With the objective of catering to the demand of the growing ICT sector and to provide British higher education to the Sri Lankan youth, Chairman of the Informatics Group, Dr. Gamini Wickramasinghe took an initiative to establish IIT.

IICS, which was collaborated with the Manchester Metropolitan University (MMU), was a platform which enabled Sri Lankan students to receive an internationally recognized British degree by studying in Sri Lanka at fraction of the cost of completing the degree programme in UK.

The first student body consisted of 22 students, and the original faculty of 6 was expanded to 12 for the second year. In 1994, IICS held its first convocation with former Sri Lankan President J.R. Jayawardena gracing the occasion as its guest of honour.

With a more modern ideology and with plans of expanding, in 2002 IICS was renamed as the Informatics Institute of Technology and was registered with the Board of Investment of Sri Lanka.

In 2000, IIT collaborated with the Keele University and became the pioneer in bringing the first British MSc in IT to Sri Lanka. In 2005, IIT completed the University of Westminster validation process which has endorsed undergraduate and postgraduate programmes.

In 2016, IIT partnered with Robert Gordon University to introduces Sri Lanka's first-ever MSc in Business Analytics and Fashion Business Management Masters program.

==Degrees==

Undergraduate programmes are offered in the disciplines of IT and Business.
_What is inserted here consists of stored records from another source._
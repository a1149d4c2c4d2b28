//! Background sweep that reminds attendees of events starting soon.

use std::collections::HashSet;

use chrono::{DateTime, Utc};
use tokio::sync::watch;
use tokio::task::JoinHandle;
use tokio::time::MissedTickBehavior;
use uuid::Uuid;

use crate::models::NotificationType;
use crate::repos::{DueReminder, TicketRepo};
use crate::state::AppState;
use crate::utils::AppError;

pub fn spawn(state: AppState, shutdown: watch::Receiver<bool>) -> JoinHandle<()> {
    tokio::spawn(run(state, shutdown))
}

async fn run(state: AppState, mut shutdown: watch::Receiver<bool>) {
    let mut ticker = tokio::time::interval(state.config().reminder_interval);
    ticker.set_missed_tick_behavior(MissedTickBehavior::Skip);

    tracing::info!(
        interval_secs = state.config().reminder_interval.as_secs(),
        lead_minutes = state.config().reminder_lead.num_minutes(),
        "Reminder sweeper started"
    );

    loop {
        tokio::select! {
            _ = ticker.tick() => {
                match sweep(&state, Utc::now()).await {
                    Ok(0) => {}
                    Ok(sent) => tracing::info!(sent, "Event reminders sent"),
                    Err(e) => tracing::warn!(error = %e, "Reminder sweep failed"),
                }
            }
            changed = shutdown.changed() => {
                if changed.is_err() || *shutdown.borrow() {
                    break;
                }
            }
        }
    }

    tracing::info!("Reminder sweeper stopped");
}

/// Claims due bookings and sends one reminder per (user, event).
pub async fn sweep(state: &AppState, now: DateTime<Utc>) -> Result<usize, AppError> {
    let due = TicketRepo::new(state.db.clone())
        .claim_due_reminders(now + state.config().reminder_lead)
        .await?;

    let mut sent = 0;
    for reminder in unique_reminders(due) {
        let content = reminder_text(&reminder, now);
        // Bookings are already claimed; a failed insert skips that reminder
        match state
            .notify(reminder.user_id, NotificationType::EventReminder, &content)
            .await
        {
            Ok(_) => sent += 1,
            Err(e) => tracing::warn!(
                user_id = %reminder.user_id,
                event_id = %reminder.event_id,
                error = %e,
                "Failed to send event reminder"
            ),
        }
    }

    Ok(sent)
}

/// A user holding several tickets for one event gets a single reminder.
fn unique_reminders(due: Vec<DueReminder>) -> Vec<DueReminder> {
    let mut seen: HashSet<(Uuid, Uuid)> = HashSet::new();
    due.into_iter()
        .filter(|r| seen.insert((r.user_id, r.event_id)))
        .collect()
}

fn reminder_text(reminder: &DueReminder, now: DateTime<Utc>) -> String {
    let minutes = (reminder.start_time - now).num_minutes().max(0);
    let when = match minutes {
        0 => "now".to_string(),
        1..=59 => format!("in {} min", minutes),
        _ if minutes < 48 * 60 => format!("in {} h", (minutes + 30) / 60),
        _ => format!("on {}", reminder.start_time.format("%Y-%m-%d %H:%M UTC")),
    };
    format!("Reminder: {} starts {}", reminder.title, when)
}
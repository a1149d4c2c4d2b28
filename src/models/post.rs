use chrono::{DateTime, Utc};
use serde::Serialize;
use sqlx::FromRow;
use std::collections::HashMap;
use uuid::Uuid;

#[derive(Debug, Clone, Serialize, FromRow)]
pub struct Post {
    pub id: Uuid,
    pub event_id: Uuid,
    pub author_id: Uuid,
    pub content: String,
    pub image_url: Option<String>,
    pub created_at: DateTime<Utc>,
}

/// Post row as seen by a particular viewer.
#[derive(Debug, Clone, FromRow)]
pub struct PostRow {
    pub id: Uuid,
    pub event_id: Uuid,
    pub author_id: Uuid,
    pub author_name: String,
    pub author_image: Option<String>,
    pub content: String,
    pub image_url: Option<String>,
    pub like_count: i64,
    pub is_liked: bool,
    pub created_at: DateTime<Utc>,
}

#[derive(Debug, Clone, Serialize, FromRow)]
pub struct Comment {
    pub id: Uuid,
    pub post_id: Uuid,
    pub author_id: Uuid,
    pub parent_id: Option<Uuid>,
    pub content: String,
    pub created_at: DateTime<Utc>,
}

#[derive(Debug, Clone, Serialize, FromRow)]
pub struct CommentView {
    pub id: Uuid,
    pub post_id: Uuid,
    pub parent_id: Option<Uuid>,
    pub author_id: Uuid,
    pub author_name: String,
    pub profile_image: Option<String>,
    pub content: String,
    pub created_at: DateTime<Utc>,
}

#[derive(Debug, Clone, Serialize)]
pub struct PostView {
    pub id: Uuid,
    pub event_id: Uuid,
    pub author_id: Uuid,
    pub author_name: String,
    pub author_image: Option<String>,
    pub content: String,
    pub image_url: Option<String>,
    pub like_count: i64,
    pub is_liked: bool,
    pub created_at: DateTime<Utc>,
    pub comments: Vec<CommentView>,
}

#[derive(Debug, Clone, Copy, PartialEq, Eq, Serialize)]
pub struct LikeStatus {
    pub post_id: Uuid,
    pub liked: bool,
    pub like_count: i64,
}

/// Attaches comments to their posts, keeping post order and comment order
/// as given.
pub fn assemble_feed(posts: Vec<PostRow>, comments: Vec<CommentView>) -> Vec<PostView> {
    let mut by_post: HashMap<Uuid, Vec<CommentView>> = HashMap::new();
    for comment in comments {
        by_post.entry(comment.post_id).or_default().push(comment);
    }

    posts
        .into_iter()
        .map(|p| PostView {
            comments: by_post.remove(&p.id).unwrap_or_default(),
            id: p.id,
            event_id: p.event_id,
            author_id: p.author_id,
            author_name: p.author_name,
            author_image: p.author_image,
            content: p.content,
            image_url: p.image_url,
            like_count: p.like_count,
            is_liked: p.is_liked,
            created_at: p.created_at,
        })
        .collect()
}

#[cfg(test)]
mod tests {
    use super::*;
    use chrono::Duration;

    fn post(id: Uuid, at: DateTime<Utc>) -> PostRow {
        PostRow {
            id,
            event_id: Uuid::nil(),
            author_id: Uuid::nil(),
            author_name: "Org".into(),
            author_image: None,
            content: "Doors open at 7".into(),
            image_url: None,
            like_count: 0,
            is_liked: false,
            created_at: at,
        }
    }

    fn comment(post_id: Uuid, content: &str, parent_id: Option<Uuid>) -> CommentView {
        CommentView {
            id: Uuid::new_v4(),
            post_id,
            parent_id,
            author_id: Uuid::nil(),
            author_name: "Guest".into(),
            profile_image: None,
            content: content.into(),
            created_at: Utc::now(),
        }
    }

    #[test]
    fn test_comments_are_grouped_under_their_post() {
        let now = Utc::now();
        let (a, b) = (Uuid::new_v4(), Uuid::new_v4());
        let first = comment(a, "first", None);
        let reply = comment(a, "reply", Some(first.id));
        let other = comment(b, "other", None);

        let feed = assemble_feed(
            vec![post(b, now), post(a, now - Duration::hours(1))],
            vec![first.clone(), other, reply],
        );

        assert_eq!(feed.len(), 2);
        assert_eq!(feed[0].id, b);
        assert_eq!(feed[0].comments.len(), 1);
        assert_eq!(feed[1].comments.len(), 2);
        assert_eq!(feed[1].comments[0].content, "first");
        assert_eq!(feed[1].comments[1].parent_id, Some(first.id));
    }

    #[test]
    fn test_posts_without_comments() {
        let feed = assemble_feed(vec![post(Uuid::new_v4(), Utc::now())], vec![]);
        assert!(feed[0].comments.is_empty());
    }
}
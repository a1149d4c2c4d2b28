use chrono::{DateTime, Utc};
use serde::Serialize;
use sqlx::FromRow;
use uuid::Uuid;

#[derive(Debug, Clone, Serialize, FromRow)]
pub struct Venue {
    pub id: Uuid,
    pub name: String,
    pub address: Option<String>,
    pub capacity: Option<i32>,
    pub created_at: DateTime<Utc>,
}

#[derive(Debug, Clone, Serialize, FromRow)]
pub struct Category {
    pub id: Uuid,
    pub name: String,
    pub created_at: DateTime<Utc>,
}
- BSc (Hons) in Computer Science
- BEng (Hons) in Software Engineering
- BSc(Hons) in Artificial Intelligence and Data Science
- BSc(Hons) Business Information Systems
- BA (Hons) Business Management

Postgraduate Masters Programmes

- MSc Advanced Software Engineering
- MSc Business Analytics
- MA Fashion Business Management
- MSc Big Data
- MSc Cyber Security and Forensics

Foundation programme.

- Foundation Programme

==Facilities==

The institute is a five floor facility which contains lecture rooms, IT Labs and tutorial rooms. The library has a collection of over 7,000 volumes of related texts and references. The library also subscribes to academic and professional journals. All students have access to the special study rooms, conference halls, canteen and recreational facilities, including a swimming pool.

==Awards==
IIT has won local and International Awards:

- NBQSA – Silver award under the Tertiary Student category (Technology)
- Imagine Cup 2013 Worldwide Finals held on 11 July at Russia
- GLO-BUS
- e-Swabhimani award
- First Runner up at Imagine Cup 2012
- Team ‘CR-Coderzs’ from IIT win second place at Microsoft Imagine Cup 2011
- 'Gold’ for the third time in succession at NBQSA 2011
- Third place at the Motorola Inter-University Enterprise Mobility Application Software Development Competition – 2010
- Gold award in the tertiary category in NBQSA 2010
- Gold and Bronze Awards at NBQSA 2009
- Silver medal for the Tertiary Education category at  NBQSA 2005

== Clubs and Societies ==
- IIT Student Union
- IIT Rotaract Club
- Mozilla Campus Club - IIT
- AIESEC
- IEEE
- IEEE WIE of IIT
- IEEECS of IIT
- Toastmasters
- Mobile Club
- Gaming Club
- iFM

== Notable alumni ==
- Bathiya Jayakody (Musician)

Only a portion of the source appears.